Portfolios: Student Growth in Action
Portfolios are one of the richest ways to assess long-term development. In our final semester, interpreting students build digital portfolios that showcase their work, reflections, and readiness for certification. It’s not just a binder full of work; it’s a story about who they’re becoming. The benefit? Students get to see their own trajectory. The drawback? They take time. But the payoff in metacognition and confidence is worth it. Portfolios shift focus from “Did I get it right?” to “Am I growing in the right direction?” (D’Brot & Brandt, 2024).


Visuals: Data That Speaks
Figures matter. They help us see patterns we might otherwise overlook. In a recent project, I analyzed student scores over five assessments and noticed a steady decline—something I missed when only looking at numbers. That led to a redesigned lesson focused on scaffolding and cultural responsiveness (Johnson et al., 2025).

Figure 1. Average Class Scores Over Time (Week 1 to Week 5)



Final Thoughts: What We Often Miss
Assessment has become synonymous with compliance, but it should be about clarity and connection. Standardized testing still dominates discourse, yet it often marginalizes multilingual learners or students who don't fit the narrow mold (Holler, 2025; Markson et al., 2023). Yes, data has a place—but if we want meaningful education, we need assessments that reflect human growth, not just institutional needs. Whether it's a roleplay in ethics class, a student’s self-recorded interpretation, or a peer-reviewed blog like this one—assessment can be a place where students recognize their own brilliance.

 

References
Arindra, M. Y., & Ardi, P. (2020). The Correlation between Students’ Writing Anxiety and the Use of Writing Assessment Rubrics. LEARN Journal, 13(1), 76–93.

Bechkit, S., & Chetoui, Y. (2024). The nature of educational assessment in the educational process: Types and methods. Journal of Development & Human Resources Management, 11(1), 480–494.

Dean, R., & Pollard, R. (2013). The Demand Control Schema: Interpreting as a Practice Profession. CreateSpace.

D’Brot, J., & Brandt, W. C. (2024). Supporting continuous improvement efforts through balanced assessment systems. Region 5 Comprehensive Center. https://region5compcenter.org

Eun, B. (2019). The zone of proximal development as an overarching concept. Educational Philosophy & Theory, 51(1), 18–30.

Holler, A. (2025). Standardized testing: An inadequate measure of academic achievement and cognitive growth. Journal of Student Research at Indiana University East.

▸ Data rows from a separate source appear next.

use anyhow::{anyhow, Error};
use serde::{Deserialize, Serialize};
use std::fmt;

/// Twobits may be unexpected: N: 0x7, A: 0x0, C: 0x1, T: 0x2, G: 0x3
pub(crate) struct ThreeBit(u8);

/// One of the four nucleotide symbols, no N.
#[derive(Copy, Clone, PartialEq, Eq, PartialOrd, Ord, Hash, Serialize, Deserialize)]
#[serde(try_from = "u8", into = "u8")]
pub struct TwoBit(u8);

pub const SYMBOLS: usize = 4;

impl ThreeBit {
    pub(crate) fn as_twobit_if_not_n(&self) -> Option<TwoBit> {
        if self.0 < 4 {
            Some(TwoBit(self.0))
        } else {
            None
        }
    }
}

impl From<u8> for ThreeBit {
    fn from(base: u8) -> ThreeBit {
        ThreeBit((base >> 1) & 0x7)
    }
}

impl TwoBit {
    /// masked, callers pass symbols taken from a kmer.
    pub(crate) fn new(b2: u8) -> TwoBit {
        dbg_assert!(b2 < 4, "twobit out of range: {}", b2);
        TwoBit(b2 & 3)
    }
    /// None for ambiguous bases.
    pub fn from_ascii(base: u8) -> Option<TwoBit> {
        ThreeBit::from(base).as_twobit_if_not_n()
    }
    /// the four symbols, in scan order.
    pub fn all() -> impl Iterator<Item = TwoBit> {
        (0..SYMBOLS as u8).map(TwoBit)
    }
    pub fn as_u8(&self) -> u8 {
        self.0
    }
    pub fn as_usize(&self) -> usize {
        self.as_u8() as usize
    }
    pub fn as_u64(&self) -> u64 {
        u64::from(self.as_u8())
    }
    pub(crate) fn as_kmer_top(&self, shift: u32) -> u64 {
        self.as_u64() << shift
    }
    pub fn as_ascii(&self) -> u8 {
        b"ACTG"[self.as_usize()]
    }
}

impl TryFrom<u8> for TwoBit {
    type Error = Error;

    fn try_from(b2: u8) -> Result<TwoBit, Error> {
        if b2 < 4 {
            Ok(TwoBit(b2))
        } else {
            Err(anyhow!("twobit out of range: {}", b2))
        }
    }
}

impl From<TwoBit> for u8 {
    fn from(b2: TwoBit) -> u8 {
        b2.0
    }
}

impl fmt::Debug for TwoBit {
    fn fmt(&self, f: &mut fmt::Formatter<'_>) -> fmt::Result {
        match self.0 {
            0 => write!(f, "A (0)"),
            1 => write!(f, "C (1)"),
            2 => write!(f, "T (2)"),
            3 => write!(f, "G (3)"),
            _ => unreachable!(),
        }
    }
}
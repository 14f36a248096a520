// (c) Roel Kluin, 2023, GPL v3

use crate::build_threads::PartialBuilds;
use crate::graph::{SortedGraph, DEFAULT_CAPACITY};
use crate::kmer::{Kmer, KmerIter};
use crate::node::Node;
use ahash::AHashMap;
use anyhow::{anyhow, ensure, Result};
use bincode::serialize_into;
use clap::Args;
use flate2::read::MultiGzDecoder;
use noodles_fasta as fasta;
use noodles_fastq as fastq;
use std::fs::{self, File};
use std::io::{BufRead, BufReader, BufWriter};
use std::path::{Path, PathBuf};

#[derive(Args, Debug)]
pub struct CountCmd {
    /// Reads or reference, fasta or fastq, optionally gzipped
    #[arg(value_name = "FILE", required = true)]
    input: PathBuf,

    /// Length of the k-mers counted
    #[arg(short, long, default_value = "21")]
    kmerlen: u32,

    /// Number of threads building partial graphs
    #[arg(short, long, default_value = "1")]
    ct: usize,

    /// Wire each new k-mer to its first predecessor found (single thread only)
    #[arg(short, long)]
    wire: bool,

    /// Write the sorted nodes to this file
    #[arg(short, long, value_name = "OUTPUT")]
    out: Option<PathBuf>,

    /// Number of nodes to preallocate per graph
    #[arg(long, default_value_t = DEFAULT_CAPACITY)]
    capacity: usize,
}

/// where the sequences go: one graph, or threads each building a part.
enum Builder {
    Single {
        graph: SortedGraph<Kmer>,
        kmerlen: u32,
        wire: bool,
    },
    Threads(PartialBuilds),
}

impl Builder {
    fn new(cmd: &CountCmd) -> Result<Self> {
        if cmd.ct > 1 {
            ensure!(!cmd.wire, "wiring is only supported with a single thread");
            eprintln!("Using {} threads", cmd.ct);
            PartialBuilds::new(cmd.ct, cmd.kmerlen, cmd.capacity).map(Builder::Threads)
        } else {
            Kmer::new(cmd.kmerlen)?;
            Ok(Builder::Single {
                graph: SortedGraph::with_capacity(Node::new, cmd.capacity),
                kmerlen: cmd.kmerlen,
                wire: cmd.wire,
            })
        }
    }
    fn add(&mut self, seq: &[u8]) -> Result<()> {
        match self {
            Builder::Single {
                graph,
                kmerlen,
                wire: true,
            } => {
                for kmer in KmerIter::new(seq, *kmerlen)? {
                    graph.insert_and_wire(kmer);
                }
            }
            Builder::Single { graph, kmerlen, .. } => {
                graph.insert_many(KmerIter::new(seq, *kmerlen)?);
            }
            Builder::Threads(builds) => builds.push(seq.to_vec())?,
        }
        Ok(())
    }
    fn finish(self) -> Result<SortedGraph<Kmer>> {
        match self {
            Builder::Single { graph, .. } => Ok(graph),
            Builder::Threads(builds) => builds.finish(),
        }
    }
}

enum Format {
    Fasta,
    Fastq,
}

/// fastq if the name, without .gz, ends in .fq or .fastq.
fn detect_format(path: &Path) -> Format {
    let name = path
        .file_name()
        .map(|n| n.to_string_lossy().to_lowercase())
        .unwrap_or_default();
    let name = name.strip_suffix(".gz").unwrap_or(&name);
    if name.ends_with(".fq") || name.ends_with(".fastq") {
        Format::Fastq
    } else {
        Format::Fasta
    }
}

fn open_input(path: &Path) -> Result<Box<dyn BufRead>> {
    let file = File::open(path).map_err(|e| anyhow!("Error opening {:?}: {}", path, e))?;
    if path.extension().map_or(false, |ext| ext == "gz") {
        Ok(Box::new(BufReader::new(MultiGzDecoder::new(file))))
    } else {
        Ok(Box::new(BufReader::new(file)))
    }
}

fn read_sequences<F>(path: &Path, mut f: F) -> Result<usize>
where
    F: FnMut(&[u8]) -> Result<()>,
{
    let reader = open_input(path)?;
    let mut n = 0;
    match detect_format(path) {
        Format::Fasta => {
            let mut fa = fasta::Reader::new(reader);
            for res in fa.records() {
                let record = res?;
                dbg_print!("Starting with record {}.", record.name());
                f(record.sequence().as_ref())?;
                n += 1;
            }
        }
        Format::Fastq => {
            let mut fq = fastq::Reader::new(reader);
            for res in fq.records() {
                let record = res?;
                f(record.sequence())?;
                n += 1;
            }
        }
    }
    Ok(n)
}

/// The output file is only created once the graph is built, a failed run
/// leaves nothing behind.
pub fn count(cmd: CountCmd) -> Result<()> {
    if let Some(out) = &cmd.out {
        ensure!(!out.exists(), "{out:?} already exists!");
    }
    eprintln!("Reading {:?}", cmd.input);
    let mut builder = Builder::new(&cmd)?;
    let n = read_sequences(&cmd.input, |seq| builder.add(seq))?;
    eprintln!("Processed {} sequences", n);

    let graph = builder.finish()?;
    make_stats(&graph);

    if let Some(out) = &cmd.out {
        eprintln!("Writing {out:?}");
        let out_file = BufWriter::new(File::create(out)?);
        if let Err(e) = serialize_into(out_file, graph.nodes()) {
            let _ = fs::remove_file(out);
            return Err(e.into());
        }
    }
    Ok(())
}

fn make_stats(graph: &SortedGraph<Kmer>) {
    let total = graph.total_observations();
    println!("{} distinct k-mers", graph.len());
    println!("{} k-mer observations (saturated counts capped)", total);

    let mut freq_counter: AHashMap<u8, usize> = AHashMap::new();
    for freq in graph.frequencies() {
        *freq_counter.entry(freq).or_insert(0) += 1;
    }
    if let Some(saturated) = freq_counter.get(&u8::MAX) {
        println!(
            "Saturated: {}\t{:.2}%",
            saturated,
            100.0 * *saturated as f64 / graph.len() as f64
        );
    }
    let mut count_vec: Vec<(&u8, &usize)> = freq_counter.iter().collect();
    count_vec.sort_by(|a, b| b.1.cmp(a.1).then(a.0.cmp(b.0)));
    println!("frequency and k-mer count (top 20 at most)");
    for cv in count_vec.iter().take(20) {
        println!("{}\t{}", cv.0, cv.1);
    }
    println!("..");
}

Johnson, W., Vlach, S., & Leija, M. (2025). Enacting Reading Comprehension: Using Diverse Literature to Engage Children’s Critical, Sociopolitical Knowledge. Reading Research Quarterly, 60(1).

Markson, C., Forman, K., Irizarry, D., & Levy, L. (2023). Diversity, inequity, and exclusion: How SATs and other standardized tests reduce diversity in higher education. Journal for Leadership and Instruction, 22(1), 41–46.

Paredes, V. (2017). Grading system and student effort. Education Finance and Policy, 12(1), 107–128.

Stiggins, R. (2008). Assessment manifesto: A call for the development of balanced assessment systems. Educational Testing Service. https://famemichigan.org/wp-content/uploads/2018/06/Stiggins-Assessment-Manifesto-A-Call-for-the-Development-of-Balanced-Assessment-Systems.pdf 

Swinton, O. (2007). Grading for Effort: The success equals effort policy at Benedict College. Review of Black Political Economy, 34(1–2), 149–164.

Way, C. (2021). Developing manageable individualized formative assessment of translator trainees through rubrics. Research in Language, 19(2), 135–154.